We celebrate Martin Luther King Jr. day every January 20th, we teach our children about the civil rights movement in school, and we think upon the good works each in their neat little boxes kept carefully away from anything else.

The truth is that MLK had far more to say to us than just the promotion of equal rights for all, as did the march at which he made his famous speech. What we colloquially call “the march” was actually known as “the March on Washington for Jobs and Freedom” and if you had not guessed from the name, the focus was not actually so much equality under the law but justice in the economy.

It was the brainchild of A. Phillip Randolph, a labor organizer who with the help of the Negro American Labor Council sought to hold many marches on Washington.

Protest stretched back to the March on Washington Movement, which Randolph initiated to protest employment discrimination during the Second World War, and it was renewed in the 1960s by the Negro American Labor Council, a nearly forgotten organization that Randolph and other black trade unionists formed to protest segregation and discrimination in organized labor. When Randolph and other trade unionists proposed a “March on Washington for Jobs,” however, they faced resistance from other black activists who feared that such mobilization would detract attention and resources away from the campaign that Martin Luther King and others were planning to protest segregation and legal discrimination in the South. Anna Arnold Hedgeman, a black feminist who had directed Randolph’s campaign against employment discrimination in the 1940s, convinced him to meet with King and plan a demonstration that could address “both the economic problems and civil rights.
Indeed it was these black union members who pulled it together, selling bus tickets and informing the community of the event. While the focus was on equal rights, without the efforts of the leftist labor movement, the march may very well have been just another forgotten protest.

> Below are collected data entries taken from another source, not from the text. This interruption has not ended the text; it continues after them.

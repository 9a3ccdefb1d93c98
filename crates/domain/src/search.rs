//! Send-control search: ordered heuristics over a [`UiTree`].
//!
//! Each heuristic is a [`SearchStrategy`]. A [`ControlLocator`] runs its
//! strategies in order and returns the first hit; every strategy scans the
//! whole tree before the next one is tried. Finding nothing is the only
//! negative outcome.

use serde::{Deserialize, Serialize};

use crate::ui_tree::{NodeId, UiTree};

/// Screen facts a strategy may consult besides the tree itself.
#[derive(Debug, Clone, Copy, PartialEq, Eq)]
pub struct ScreenInfo {
    pub width: u32,
}

/// A single heuristic for locating the send control.
pub trait SearchStrategy: Send + Sync {
    /// Short name for logs.
    fn name(&self) -> &'static str;

    /// Return the first matching node, if any.
    fn find(&self, tree: &UiTree, screen: ScreenInfo) -> Option<NodeId>;
}

/// Exact match on the control's resource identifier.
///
/// Clickability is not checked: the identifier alone is trusted.
#[derive(Debug, Clone)]
pub struct ByViewId {
    pub view_id: String,
}

impl SearchStrategy for ByViewId {
    fn name(&self) -> &'static str {
        "view_id"
    }

    fn find(&self, tree: &UiTree, _screen: ScreenInfo) -> Option<NodeId> {
        tree.depth_first()
            .find(|(_, node)| node.view_id.as_deref() == Some(self.view_id.as_str()))
            .map(|(id, _)| id)
    }
}

/// First clickable node whose text or content description equals one of the
/// labels.
#[derive(Debug, Clone)]
pub struct ByLabel {
    pub labels: Vec<String>,
}

impl SearchStrategy for ByLabel {
    fn name(&self) -> &'static str {
        "label"
    }

    fn find(&self, tree: &UiTree, _screen: ScreenInfo) -> Option<NodeId> {
        tree.depth_first()
            .find(|(_, node)| {
                node.clickable && self.labels.iter().any(|label| node.has_label(label))
            })
            .map(|(id, _)| id)
    }
}

/// First clickable node of a generic widget class whose right edge lies
/// beyond `right_edge_fraction` of the screen width.
///
/// Trades precision for coverage on layouts without stable ids or labels.
#[derive(Debug, Clone)]
pub struct ByClassOnRightEdge {
    pub class_name: String,
    pub right_edge_fraction: f64,
}

impl SearchStrategy for ByClassOnRightEdge {
    fn name(&self) -> &'static str {
        "class_on_right_edge"
    }

    fn find(&self, tree: &UiTree, screen: ScreenInfo) -> Option<NodeId> {
        let threshold = f64::from(screen.width) * self.right_edge_fraction;
        tree.depth_first()
            .find(|(_, node)| {
                node.clickable
                    && node.class_name == self.class_name
                    && f64::from(node.bounds.right) > threshold
            })
            .map(|(id, _)| id)
    }
}

/// Knobs for the default strategy list.
#[derive(Debug, Clone, PartialEq, Serialize, Deserialize)]
#[serde(default)]
pub struct SearchConfig {
    pub send_view_id: String,
    pub send_labels: Vec<String>,
    pub fallback_class: String,
    pub right_edge_fraction: f64,
}

impl Default for SearchConfig {
    fn default() -> Self {
        Self {
            send_view_id: "com.whatsapp:id/send".to_string(),
            send_labels: vec!["Send".to_string()],
            fallback_class: "android.widget.ImageButton".to_string(),
            right_edge_fraction: 0.7,
        }
    }
}

/// A strategy hit: which node, and which heuristic found it.
#[derive(Debug, Clone, Copy, PartialEq, Eq)]
pub struct ControlMatch {
    pub node: NodeId,
    pub strategy: &'static str,
}

/// Runs strategies in priority order.
pub struct ControlLocator {
    strategies: Vec<Box<dyn SearchStrategy>>,
}

impl ControlLocator {
    /// Locator with no strategies; add them with [`with_strategy`](Self::with_strategy).
    #[must_use]
    pub fn empty() -> Self {
        Self {
            strategies: Vec::new(),
        }
    }

    /// Identifier, then label, then class-on-right-edge.
    #[must_use]
    pub fn from_config(config: &SearchConfig) -> Self {
        Self::empty()
            .with_strategy(ByViewId {
                view_id: config.send_view_id.clone(),
            })
            .with_strategy(ByLabel {
                labels: config.send_labels.clone(),
            })
            .with_strategy(ByClassOnRightEdge {
                class_name: config.fallback_class.clone(),
                right_edge_fraction: config.right_edge_fraction,
            })
    }

    /// Append a strategy with the lowest priority so far.
    #[must_use]
    pub fn with_strategy(mut self, strategy: impl SearchStrategy + 'static) -> Self {
        self.strategies.push(Box::new(strategy));
        self
    }

    /// Names of the strategies in priority order.
    #[must_use]
    pub fn strategy_names(&self) -> Vec<&'static str> {
        self.strategies.iter().map(|s| s.name()).collect()
    }

    #[must_use]
    pub fn locate(&self, tree: &UiTree, screen: ScreenInfo) -> Option<ControlMatch> {
        self.strategies.iter().find_map(|strategy| {
            strategy.find(tree, screen).map(|node| ControlMatch {
                node,
                strategy: strategy.name(),
            })
        })
    }
}

impl Default for ControlLocator {
    fn default() -> Self {
        Self::from_config(&SearchConfig::default())
    }
}

impl std::fmt::Debug for ControlLocator {
    fn fmt(&self, f: &mut std::fmt::Formatter<'_>) -> std::fmt::Result {
        f.debug_struct("ControlLocator")
            .field("strategies", &self.strategy_names())
            .finish()
    }
}
//! Configuration loading: TOML file with environment variable overrides.
//!
//! Looks for `whatsend.toml` in the working directory. Every field has a
//! sensible default so the file is optional. Environment variables take
//! precedence over file values.

use serde::Deserialize;

use whatsend_app::config::{EngineConfig, OverlapPolicy, TimingConfig};
use whatsend_domain::phone::CountryCode;
use whatsend_domain::search::SearchConfig;

/// Top-level configuration.
#[derive(Debug, Default, Deserialize)]
#[serde(default)]
pub struct Config {
    /// Target app and send-control recognition.
    pub target: TargetConfig,
    /// Phone number normalisation.
    pub phone: PhoneConfig,
    /// Search delays and retry budget.
    pub timing: TimingConfig,
    /// Identity of our automation service.
    pub service: ServiceConfig,
    /// Overlapping send requests.
    pub queue: QueueConfig,
    /// Logging settings.
    pub logging: LoggingConfig,
    /// Virtual platform behaviour.
    pub simulator: SimulatorConfig,
}

/// Target messaging app.
#[derive(Debug, Deserialize)]
#[serde(default)]
pub struct TargetConfig {
    /// Package name, e.g. `com.whatsapp`.
    pub package: String,
    /// Click-to-chat link host.
    pub link_host: String,
    pub send_view_id: String,
    /// Accepted send-control labels, for localised UIs.
    pub send_labels: Vec<String>,
    pub fallback_class: String,
    /// Fraction of the screen width the fallback control must extend past.
    pub right_edge_fraction: f64,
}

#[derive(Debug, Deserialize)]
#[serde(default)]
pub struct PhoneConfig {
    /// International dialling prefix, digits only.
    pub country_code: String,
}

#[derive(Debug, Deserialize)]
#[serde(default)]
pub struct ServiceConfig {
    /// `package/class` identifier looked up in the enabled-services list.
    pub component: String,
}

#[derive(Debug, Default, Deserialize)]
#[serde(default)]
pub struct QueueConfig {
    pub overlap: OverlapPolicy,
}

/// Logging configuration.
#[derive(Debug, Deserialize)]
#[serde(default)]
pub struct LoggingConfig {
    /// Filter directive (`RUST_LOG` syntax).
    pub filter: String,
}

#[derive(Debug, Deserialize)]
#[serde(default)]
pub struct SimulatorConfig {
    /// Start with our service already listed as enabled.
    pub enabled_on_start: bool,
    /// Loading frames the virtual target app shows before the chat screen.
    pub render_frames: usize,
}

impl Config {
    /// Load configuration from `whatsend.toml` (if present) then apply
    /// environment-variable overrides.
    ///
    /// # Errors
    ///
    /// Returns an error if the TOML file exists but is malformed, or if the
    /// resulting configuration is invalid.
    pub fn load() -> Result<Self, ConfigError> {
        let mut config = Self::from_file("whatsend.toml")?;
        config.apply_overrides(|name| std::env::var(name).ok())?;
        config.validate()?;
        Ok(config)
    }

    fn from_file(path: &str) -> Result<Self, ConfigError> {
        match std::fs::read_to_string(path) {
            Ok(content) => toml::from_str(&content).map_err(ConfigError::Parse),
            Err(err) if err.kind() == std::io::ErrorKind::NotFound => Ok(Self::default()),
            Err(err) => Err(ConfigError::Io(err)),
        }
    }

    fn apply_overrides(
        &mut self,
        var: impl Fn(&str) -> Option<String>,
    ) -> Result<(), ConfigError> {
        if let Some(val) = var("WHATSEND_COUNTRY_CODE") {
            self.phone.country_code = val;
        }
        if let Some(val) = var("WHATSEND_TARGET_PACKAGE") {
            self.target.package = val;
        }
        if let Some(val) = var("WHATSEND_MAX_RETRIES") {
            self.timing.max_retries = val.parse().map_err(|_| {
                ConfigError::Validation(format!(
                    "WHATSEND_MAX_RETRIES must be a non-negative integer, got {val:?}"
                ))
            })?;
        }
        if let Some(val) = var("WHATSEND_OVERLAP") {
            self.queue.overlap = match val.as_str() {
                "queue" => OverlapPolicy::Queue,
                "reject" => OverlapPolicy::Reject,
                _ => {
                    return Err(ConfigError::Validation(format!(
                        "WHATSEND_OVERLAP must be \"queue\" or \"reject\", got {val:?}"
                    )));
                }
            };
        }
        if let Some(val) = var("WHATSEND_LOG") {
            self.logging.filter = val;
        }
        if let Some(val) = var("RUST_LOG") {
            self.logging.filter = val;
        }
        Ok(())
    }

    fn validate(&self) -> Result<(), ConfigError> {
        if self.service.component.is_empty() {
            return Err(ConfigError::Validation(
                "service component must not be empty".to_string(),
            ));
        }
        self.engine_config()?
            .validate()
            .map_err(|err| ConfigError::Validation(err.to_string()))
    }

    /// Build the engine configuration.
    ///
    /// # Errors
    ///
    /// Returns [`ConfigError::Validation`] when the country code is not a
    /// non-empty run of digits.
    pub fn engine_config(&self) -> Result<EngineConfig, ConfigError> {
        let country_code = CountryCode::new(self.phone.country_code.clone())
            .map_err(|err| ConfigError::Validation(err.to_string()))?;
        Ok(EngineConfig {
            target_package: self.target.package.clone(),
            link_host: self.target.link_host.clone(),
            country_code,
            search: SearchConfig {
                send_view_id: self.target.send_view_id.clone(),
                send_labels: self.target.send_labels.clone(),
                fallback_class: self.target.fallback_class.clone(),
                right_edge_fraction: self.target.right_edge_fraction,
            },
            timing: self.timing.clone(),
            overlap: self.queue.overlap,
        })
    }
}

impl Default for TargetConfig {
    fn default() -> Self {
        let search = SearchConfig::default();
        let engine = EngineConfig::default();
        Self {
            package: engine.target_package,
            link_host: engine.link_host,
            send_view_id: search.send_view_id,
            send_labels: search.send_labels,
            fallback_class: search.fallback_class,
            right_edge_fraction: search.right_edge_fraction,
        }
    }
}

impl Default for PhoneConfig {
    fn default() -> Self {
        Self {
            country_code: CountryCode::default().as_str().to_string(),
        }
    }
}

impl Default for ServiceConfig {
    fn default() -> Self {
        Self {
            component: "com.ghazali.whatsend/com.ghazali.whatsend.SendAutomationService"
                .to_string(),
        }
    }
}

impl Default for LoggingConfig {
    fn default() -> Self {
        Self {
            filter: "whatsendd=info,whatsend_app=info,whatsend_adapter_virtual=info".to_string(),
        }
    }
}

impl Default for SimulatorConfig {
    fn default() -> Self {
        Self {
            enabled_on_start: true,
            render_frames: 1,
        }
    }
}

/// Configuration errors.
#[derive(Debug, thiserror::Error)]
pub enum ConfigError {
    /// TOML parse failure.
    #[error("failed to parse config file")]
    Parse(#[from] toml::de::Error),
    /// File I/O failure.
    #[error("failed to read config file")]
    Io(#[from] std::io::Error),
    /// Semantic validation failure.
    #[error("invalid configuration: {0}")]
    Validation(String),
}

This is one of the march's biggest lesson's I would argue. That without a preexisting social structure ready to do the work of organizing, major victories may be fewer and further between. 

The legacy of King himself is very similarly whitewashed. A radical pacifist in nature, King's core beliefs shown through within the "Dream" speech. He called upon the US to end its campaign in Vietnam.
The man who said that his dream of equality was "deeply rooted in the American Dream" also believed the American government, with what he saw as its weapons testing in Vietnam, was on par with "the Germans [who] tested out new medicine and new tortures in the concentration camps of Europe." In the same speech, King said that, if U.S. actions were to continue, "there will be no doubt in my mind and in the mind of the world that we have no honorable intentions in Vietnam."
King was derided in mainstream media for the negative attention he brought to the war effort and connecting it with civil rights. King knew though that the two were not so seperate. The same values that allowed for the mistreatment of American minorities allowed for the use of dehumanizing effects of war in Vietnam. 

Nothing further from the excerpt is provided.